Yes, I am back from my long trip to Foreignia--Peru, specifically.
It was a great trip; we never had to go to the hospital or even see a doctor, which was a serious relief. And the place is fantastic. The high point was, of course, Machu Picchu, which really lives up to its billing--fascinating ruins in a truly awesome natural setting.
Anyway, tomorrow Foolscap starts, so I should have some posts on that soon, assuming all the stuff I have to catch up on doesn't kill me first.
Lindsay Buroker (whose books kept me mightily entertained on that 8-hour plane trip) did a post on offering subscriptions to short stories, but the main thing that intrigues me is that she's thinking about strategies to diversify writers' income streams away from Amazon. (I'm assuming that it's not a coincidence that she has another recent post about selling ARCs directly to readers.)

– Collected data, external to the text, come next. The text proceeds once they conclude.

//! Entry point of the engine: validate, submit, register, poll.

use std::collections::HashSet;
use std::sync::Arc;
use std::time::Duration;

use chrono::Utc;
use parking_lot::Mutex;
use tokio::sync::oneshot;
use tokio::time::Instant;
use tracing::{info, warn};

use crate::models::job::{Job, JobId, JobKind};
use crate::models::result::{JobError, JobOutcome, JobResult};
use crate::models::submission::SubmitRequest;
use crate::services::backend::{BackendError, BackendSet, SubmitEnvelope};
use crate::services::correlation::{CorrelationIdGenerator, UuidGenerator};
use crate::services::registry::{
    PendingJob, PendingJobRegistry, PendingSnapshot, RegistryError, ResultSink,
};
use crate::services::scheduler::PollingScheduler;
use crate::services::timeout::{TimeoutPolicy, ValidationError};

/// Tunables injected by the calling layer.
#[derive(Debug, Clone, PartialEq)]
pub struct EngineConfig {
    pub poll_interval: Duration,
    pub timeouts: TimeoutPolicy,
}

impl Default for EngineConfig {
    fn default() -> Self {
        Self {
            poll_interval: Duration::from_millis(1500),
            timeouts: TimeoutPolicy::default(),
        }
    }
}

/// Returned synchronously from a successful submission. The job's single
/// result arrives on `completion`.
#[derive(Debug)]
pub struct JobHandle {
    pub id: JobId,
    pub kind: JobKind,
    pub timeout: Duration,
    pub completion: oneshot::Receiver<JobResult>,
}

impl JobHandle {
    /// Wait for the job's result. `None` if the engine shut down first.
    pub async fn wait(self) -> Option<JobResult> {
        self.completion.await.ok()
    }
}

#[derive(Debug, thiserror::Error)]
pub enum SubmitError {
    #[error(transparent)]
    Validation(#[from] ValidationError),

    #[error("no backend configured for {0} jobs")]
    NoBackend(JobKind),

    #[error("submission of job {job_id} failed: {source}")]
    Submission {
        job_id: JobId,
        #[source]
        source: BackendError,
    },

    #[error(transparent)]
    Registry(#[from] RegistryError),
}

impl SubmitError {
    /// The synchronous `error` result for a rejected submission, when the
    /// failure happened after an id was assigned.
    pub fn rejection(&self) -> Option<JobResult> {
        match self {
            SubmitError::Submission { job_id, source } => Some(JobResult::from_outcome(
                job_id.clone(),
                JobOutcome::Failed(JobError::Submission {
                    message: source.to_string(),
                }),
                0,
            )),
            _ => None,
        }
    }
}

pub struct JobCoordinator {
    ids: Arc<dyn CorrelationIdGenerator>,
    backends: BackendSet,
    registry: Arc<PendingJobRegistry>,
    scheduler: PollingScheduler,
    timeouts: TimeoutPolicy,
    submitting: Mutex<HashSet<JobId>>,
}

/// Holds an id between the duplicate check and registration.
struct IdReservation<'a> {
    set: &'a Mutex<HashSet<JobId>>,
    id: JobId,
}

impl Drop for IdReservation<'_> {
    fn drop(&mut self) {
        self.set.lock().remove(&self.id);
    }
}

impl JobCoordinator {
    pub fn new(backends: BackendSet, config: EngineConfig) -> Self {
        let registry = Arc::new(PendingJobRegistry::new());
        let scheduler = PollingScheduler::new(Arc::clone(&registry), config.poll_interval);
        Self {
            ids: Arc::new(UuidGenerator),
            backends,
            registry,
            scheduler,
            timeouts: config.timeouts,
            submitting: Mutex::new(HashSet::new()),
        }
    }

    /// Record every terminal result in `sink` as the job leaves the registry.
    pub fn with_result_sink(mut self, sink: Arc<dyn ResultSink>) -> Self {
        let interval = self.scheduler.interval();
        self.registry = Arc::new(PendingJobRegistry::with_sink(sink));
        self.scheduler = PollingScheduler::new(Arc::clone(&self.registry), interval);
        self
    }

    pub fn with_id_generator(mut self, ids: Arc<dyn CorrelationIdGenerator>) -> Self {
        self.ids = ids;
        self
    }

    fn reserve(&self, id: &JobId) -> Result<IdReservation<'_>, RegistryError> {
        let mut submitting = self.submitting.lock();
        if self.registry.contains(id) || !submitting.insert(id.clone()) {
            return Err(RegistryError::Duplicate(id.clone()));
        }
        Ok(IdReservation {
            set: &self.submitting,
            id: id.clone(),
        })
    }

    /// Submit a job and start tracking it. Returns as soon as the backend has
    /// accepted the job.
    pub async fn submit(&self, request: SubmitRequest) -> Result<JobHandle, SubmitError> {
        let SubmitRequest {
            kind,
            label,
            payload,
            cost,
        } = request;

        // fail fast: nothing goes over the wire for a job without a deadline
        let timeout = self.timeouts.compute(kind, &cost)?;
        let backend = self.backends.get(kind).ok_or(SubmitError::NoBackend(kind))?;

        let id = self.ids.new_id();
        let _reservation = self.reserve(&id)?;
        // the deadline counts from submission start
        let deadline = Instant::now()
            .checked_add(timeout)
            .ok_or(ValidationError::DeadlineTooLong {
                kind,
                max_secs: TimeoutPolicy::MAX_TIMEOUT.as_secs(),
            })?;

        let job = Job {
            id: id.clone(),
            label,
            kind,
            cost,
            submitted_at: Utc::now(),
        };
        let envelope = SubmitEnvelope {
            id: id.clone(),
            label: job.label.clone(),
            payload,
            submitted_at: job.submitted_at,
        };

        if let Err(source) = backend.submit(&envelope).await {
            metrics::counter!("relay_submission_failures_total", "kind" => kind.to_string())
                .increment(1);
            warn!(job_id = %id, kind = %kind, backend = backend.name(), error = %source, "Job submission failed");
            return Err(SubmitError::Submission { job_id: id, source });
        }

        let (completion_tx, completion_rx) = oneshot::channel();
        self.registry
            .register(PendingJob::new(job, deadline, completion_tx))?;
        self.registry.arm_deadline(&id);
        self.scheduler.start(id.clone(), kind, backend);

        metrics::counter!("relay_jobs_submitted_total", "kind" => kind.to_string()).increment(1);
        info!(
            job_id = %id,
            kind = %kind,
            label = %envelope.label,
            timeout_secs = timeout.as_secs(),
            "Job submitted"
        );

        Ok(JobHandle {
            id,
            kind,
            timeout,
            completion: completion_rx,
        })
    }

    /// Cancel a pending job. Emits a `cancelled` result; a no-op for jobs that
    /// are not pending.
    pub fn cancel(&self, id: &JobId) -> bool {
        let cancelled = self.scheduler.stop(id);
        if cancelled {
            info!(job_id = %id, "Job cancelled");
        }
        cancelled
    }

    pub fn pending(&self, id: &JobId) -> Option<PendingSnapshot> {
        self.registry.snapshot(id)
    }

    pub fn pending_count(&self) -> usize {
        self.registry.len()
    }

    pub fn backends(&self) -> &BackendSet {
        &self.backends
    }

    /// Stop all polling and deadline timers.
    pub fn shutdown(&self) -> usize {
        self.registry.shutdown()
    }
}

impl Drop for JobCoordinator {
    fn drop(&mut self) {
        self.registry.shutdown();
    }
}
use garde::Validate;
use serde::{Deserialize, Serialize};
use serde_json::Value;

use crate::models::job::{CostParameters, JobId, JobKind};
use crate::models::result::JobResult;
use crate::services::registry::PendingSnapshot;
use crate::services::retry::FailureClass;

/// Request to submit a job.
#[derive(Debug, Clone, Deserialize, Validate)]
pub struct SubmitRequest {
    #[garde(skip)]
    pub kind: JobKind,

    #[garde(length(min = 1, max = 512))]
    pub label: String,

    /// Backend-specific body (ComfyUI workflow graph, analysis input, ...).
    #[garde(skip)]
    #[serde(default)]
    pub payload: Value,

    #[garde(dive)]
    #[serde(default, alias = "costParameters")]
    pub cost: CostParameters,
}

/// Response after a job was accepted by its backend.
#[derive(Debug, Serialize, Deserialize)]
pub struct SubmitResponse {
    pub job_id: JobId,
    pub status: String,
    pub timeout_secs: u64,
}

/// Response for querying a job: either still pending or its final result.
#[derive(Debug, Serialize, Deserialize)]
pub struct JobStatusResponse {
    pub job_id: JobId,
    pub status: String,
    #[serde(skip_serializing_if = "Option::is_none")]
    pub attempts: Option<u32>,
    #[serde(skip_serializing_if = "Option::is_none")]
    pub remaining_secs: Option<u64>,
    #[serde(skip_serializing_if = "Option::is_none")]
    pub result: Option<JobResult>,
}

impl JobStatusResponse {
    pub fn pending(snapshot: PendingSnapshot) -> Self {
        Self {
            job_id: snapshot.job_id,
            status: "pending".to_string(),
            attempts: Some(snapshot.attempts),
            remaining_secs: Some(snapshot.remaining_secs),
            result: None,
        }
    }

    pub fn finished(result: JobResult) -> Self {
        Self {
            job_id: result.job_id.clone(),
            status: result.status.as_str().to_string(),
            attempts: Some(result.attempts),
            remaining_secs: None,
            result: Some(result),
        }
    }
}

#[derive(Debug, Serialize, Deserialize)]
pub struct CancelResponse {
    pub job_id: JobId,
    pub cancelled: bool,
}

#[derive(Debug, Deserialize)]
pub struct MediaQuery {
    pub url: String,
}

/// Body returned when a media file cannot be retrieved. `retryable: false`
/// tells the UI to offer opening the file directly instead of retrying.
#[derive(Debug, Serialize)]
pub struct MediaErrorResponse {
    pub class: Option<FailureClass>,
    pub retryable: bool,
    pub attempts: u32,
    pub message: String,
}

#[derive(Debug, Serialize)]
pub struct ErrorResponse {
    pub error: String,
}
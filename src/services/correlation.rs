use uuid::Uuid;

use crate::models::job::JobId;

/// Mints correlation ids for new jobs.
pub trait CorrelationIdGenerator: Send + Sync + 'static {
    fn new_id(&self) -> JobId;
}

/// Random 128-bit UUID v4 ids. No coordination with any backend is needed.
#[derive(Debug, Default, Clone, Copy)]
pub struct UuidGenerator;

impl CorrelationIdGenerator for UuidGenerator {
    fn new_id(&self) -> JobId {
        JobId::new(Uuid::new_v4().to_string())
    }
}

#[cfg(test)]
mod tests {
    use super::*;
    use std::collections::HashSet;

    #[test]
    fn test_ids_are_unique_uuids() {
        let generator = UuidGenerator;
        let ids: HashSet<JobId> = (0..1000).map(|_| generator.new_id()).collect();
        assert_eq!(ids.len(), 1000);

        let sample = generator.new_id();
        assert!(Uuid::parse_str(sample.as_str()).is_ok());
    }
}
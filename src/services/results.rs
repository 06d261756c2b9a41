use std::collections::{HashMap, VecDeque};

use parking_lot::Mutex;

use crate::models::job::JobId;
use crate::models::result::JobResult;
use crate::services::registry::ResultSink;

/// Bounded store of terminal results, oldest evicted first.
pub struct ResultStore {
    capacity: usize,
    inner: Mutex<StoreInner>,
}

#[derive(Default)]
struct StoreInner {
    results: HashMap<JobId, JobResult>,
    order: VecDeque<JobId>,
}

impl ResultStore {
    pub fn new(capacity: usize) -> Self {
        Self {
            capacity: capacity.max(1),
            inner: Mutex::new(StoreInner::default()),
        }
    }

    pub fn insert(&self, result: JobResult) {
        let mut inner = self.inner.lock();
        let id = result.job_id.clone();
        if inner.results.insert(id.clone(), result).is_none() {
            inner.order.push_back(id);
        }
        while inner.order.len() > self.capacity {
            if let Some(evicted) = inner.order.pop_front() {
                inner.results.remove(&evicted);
            }
        }
    }

    pub fn get(&self, id: &JobId) -> Option<JobResult> {
        self.inner.lock().results.get(id).cloned()
    }

    pub fn len(&self) -> usize {
        self.inner.lock().results.len()
    }

    pub fn is_empty(&self) -> bool {
        self.len() == 0
    }
}

impl ResultSink for ResultStore {
    fn record(&self, result: &JobResult) {
        self.insert(result.clone());
    }
}

#[cfg(test)]
mod tests {
    use super::*;
    use crate::models::result::{JobOutcome, JobStatus};

    fn result(id: &str) -> JobResult {
        JobResult::from_outcome(JobId::from(id), JobOutcome::Cancelled, 0)
    }

    #[test]
    fn test_evicts_oldest() {
        let store = ResultStore::new(2);
        store.insert(result("a"));
        store.insert(result("b"));
        store.insert(result("c"));

        assert_eq!(store.len(), 2);
        assert!(store.get(&JobId::from("a")).is_none());
        assert_eq!(
            store.get(&JobId::from("c")).unwrap().status,
            JobStatus::Cancelled
        );
    }

    #[test]
    fn test_records_as_result_sink() {
        let store = ResultStore::new(4);
        let sink: &dyn ResultSink = &store;
        sink.record(&result("s"));
        sink.record(&result("s"));

        assert_eq!(store.len(), 1);
        assert!(store.get(&JobId::from("s")).is_some());
    }
}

Obviously, if you're just getting started, Amazon appears to offer the most powerful tools for getting noticed. (And both Buroker and M. Louisa Locke have good posts on maximizing the impact of Amazon exclusivity.) But I do feel that it's important to diversify revenue sources (and marketing venues) when you can, even though it may take more effort and be less rewarding than occasionally scheduling free days on KDP Select. If diversifying was easy, fewer people would get caught in the trap of their own expectations.
And Joe Konrath says that since phony reviews don't kill anyone, there's nothing wrong with them. Right. This is pretty much what you can expect from an on-line fight. "I am becoming increasingly shrill defending something that I would never, ever do! Just because I would never do it in a million years, ever, doesn't mean that it's wrong!! You're an asshole!!! Fuck you!!!!"
The only reason I bring this up is because Konrath's moral relativism takes a different spin in the world of law enforcement. The Federal Trade Commission determined in 2009 that, yes, "paying for positive reviews without disclosing that the reviewer had been compensated equates to deceptive advertising and would be prosecuted as such."
Now, do paid reviews kill people? No. That's why you can rest assured that you won't go to death row for doing it. Will you get fined? Will you have to wear an orange jumpsuit and pick up trash along the highway? Will an ankle bracelet become your latest fashion accessory? That depends entirely on how annoyed the FTC gets about this issue. Remember how I said that ethical behavior helps you to not get sued? It also helps you avoid nasty letters sent by the district attorney's office. Something to think about.